*** Opening The data ***

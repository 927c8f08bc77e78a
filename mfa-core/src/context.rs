//! State shared by the registry, issuer, verifier and backup generator

use std::sync::Arc;
use tracing::warn;
use uuid::Uuid;

use crate::clock::Clock;
use crate::config::MfaConfig;
use crate::error::{MfaError, Result};
use crate::locks::UserLocks;
use crate::store::MfaStore;
use crate::types::{MfaAuditEntry, MfaChallenge, MfaEventType, MfaMethod};

#[derive(Clone)]
pub(crate) struct MfaContext {
    pub store: Arc<dyn MfaStore>,
    pub clock: Arc<dyn Clock>,
    pub locks: Arc<UserLocks>,
    pub config: Arc<MfaConfig>,
}

impl MfaContext {
    /// Load a method or fail with `NotFound`
    pub async fn method(&self, id: Uuid) -> Result<MfaMethod> {
        self.store
            .get_method(id)
            .await?
            .ok_or_else(|| MfaError::NotFound(format!("method {}", id)))
    }

    /// Load a challenge or fail with `NotFound`
    pub async fn challenge(&self, id: Uuid) -> Result<MfaChallenge> {
        self.store
            .get_challenge(id)
            .await?
            .ok_or_else(|| MfaError::NotFound(format!("challenge {}", id)))
    }

    /// Record an audit event; failures are logged, never returned
    pub async fn audit(&self, user_id: &str, event_type: MfaEventType, method_id: Option<Uuid>) {
        let entry = MfaAuditEntry::new(user_id, event_type, method_id, self.clock.now());
        if let Err(e) = self.store.record_event(&entry).await {
            warn!(user_id, event = %event_type, error = %e, "Failed to record MFA audit event");
        }
    }
}
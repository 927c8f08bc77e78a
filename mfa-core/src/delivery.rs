//! Out-of-band delivery of one-time codes

use async_trait::async_trait;
use tracing::info;

use crate::error::Result;
use crate::types::MethodKind;

/// Transport that carries a one-time code to the user's phone or inbox.
///
/// Failures surface to the caller as [`crate::MfaError::Delivery`]; nothing is
/// retried here.
#[cfg_attr(test, mockall::automock)]
#[async_trait]
pub trait DeliveryChannel: Send + Sync {
    async fn send(&self, kind: MethodKind, destination: &str, code: &str) -> Result<()>;
}

/// Development channel that writes deliveries to the log
#[derive(Debug, Clone, Default)]
pub struct ConsoleChannel;

#[async_trait]
impl DeliveryChannel for ConsoleChannel {
    async fn send(&self, kind: MethodKind, destination: &str, code: &str) -> Result<()> {
        info!(
            kind = %kind,
            destination = %mask_destination(destination),
            "[console] one-time code {}",
            code
        );
        Ok(())
    }
}

/// Mask all but the last few characters of a destination for logs
pub fn mask_destination(destination: &str) -> String {
    let chars: Vec<char> = destination.chars().collect();
    let visible = chars.len().min(4);
    let hidden = chars.len() - visible;
    std::iter::repeat('*')
        .take(hidden)
        .chain(chars[hidden..].iter().copied())
        .collect()
}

*** Closing The data ***

Exercise directions ::
Give back the data above exactly as it appears.

Solution to this exercise ::
repository 927c8f08bc77e78a
filename mfa-core/src/context.rs
//! State shared by the registry, issuer, verifier and backup generator

use std::sync::Arc;
use tracing::warn;
use uuid::Uuid;

use crate::clock::Clock;
use crate::config::MfaConfig;
use crate::error::{MfaError, Result};
use crate::locks::UserLocks;
use crate::store::MfaStore;
use crate::types::{MfaAuditEntry, MfaChallenge, MfaEventType, MfaMethod};

#[derive(Clone)]
pub(crate) struct MfaContext {
    pub store: Arc<dyn MfaStore>,
    pub clock: Arc<dyn Clock>,
    pub locks: Arc<UserLocks>,
    pub config: Arc<MfaConfig>,
}

impl MfaContext {
    /// Load a method or fail with `NotFound`
    pub async fn method(&self, id: Uuid) -> Result<MfaMethod> {
        self.store
            .get_method(id)
            .await?
            .ok_or_else(|| MfaError::NotFound(format!("method {}", id)))
    }

    /// Load a challenge or fail with `NotFound`
    pub async fn challenge(&self, id: Uuid) -> Result<MfaChallenge> {
        self.store
            .get_challenge(id)
            .await?
            .ok_or_else(|| MfaError::NotFound(format!("challenge {}", id)))
    }

    /// Record an audit event; failures are logged, never returned
    pub async fn audit(&self, user_id: &str, event_type: MfaEventType, method_id: Option<Uuid>) {
        let entry = MfaAuditEntry::new(user_id, event_type, method_id, self.clock.now());
        if let Err(e) = self.store.record_event(&entry).await {
            warn!(user_id, event = %event_type, error = %e, "Failed to record MFA audit event");
        }
    }
}
repository 927c8f08bc77e78a
filename mfa-core/src/delivery.rs
//! Out-of-band delivery of one-time codes

use async_trait::async_trait;
use tracing::info;

use crate::error::Result;
use crate::types::MethodKind;

/// Transport that carries a one-time code to the user's phone or inbox.
///
/// Failures surface to the caller as [`crate::MfaError::Delivery`]; nothing is
/// retried here.
#[cfg_attr(test, mockall::automock)]
#[async_trait]
pub trait DeliveryChannel: Send + Sync {
    async fn send(&self, kind: MethodKind, destination: &str, code: &str) -> Result<()>;
}

/// Development channel that writes deliveries to the log
#[derive(Debug, Clone, Default)]
pub struct ConsoleChannel;

#[async_trait]
impl DeliveryChannel for ConsoleChannel {
    async fn send(&self, kind: MethodKind, destination: &str, code: &str) -> Result<()> {
        info!(
            kind = %kind,
            destination = %mask_destination(destination),
            "[console] one-time code {}",
            code
        );
        Ok(())
    }
}

/// Mask all but the last few characters of a destination for logs
pub fn mask_destination(destination: &str) -> String {
    let chars: Vec<char> = destination.chars().collect();
    let visible = chars.len().min(4);
    let hidden = chars.len() - visible;
    std::iter::repeat('*')
        .take(hidden)
        .chain(chars[hidden..].iter().copied())
        .collect()
}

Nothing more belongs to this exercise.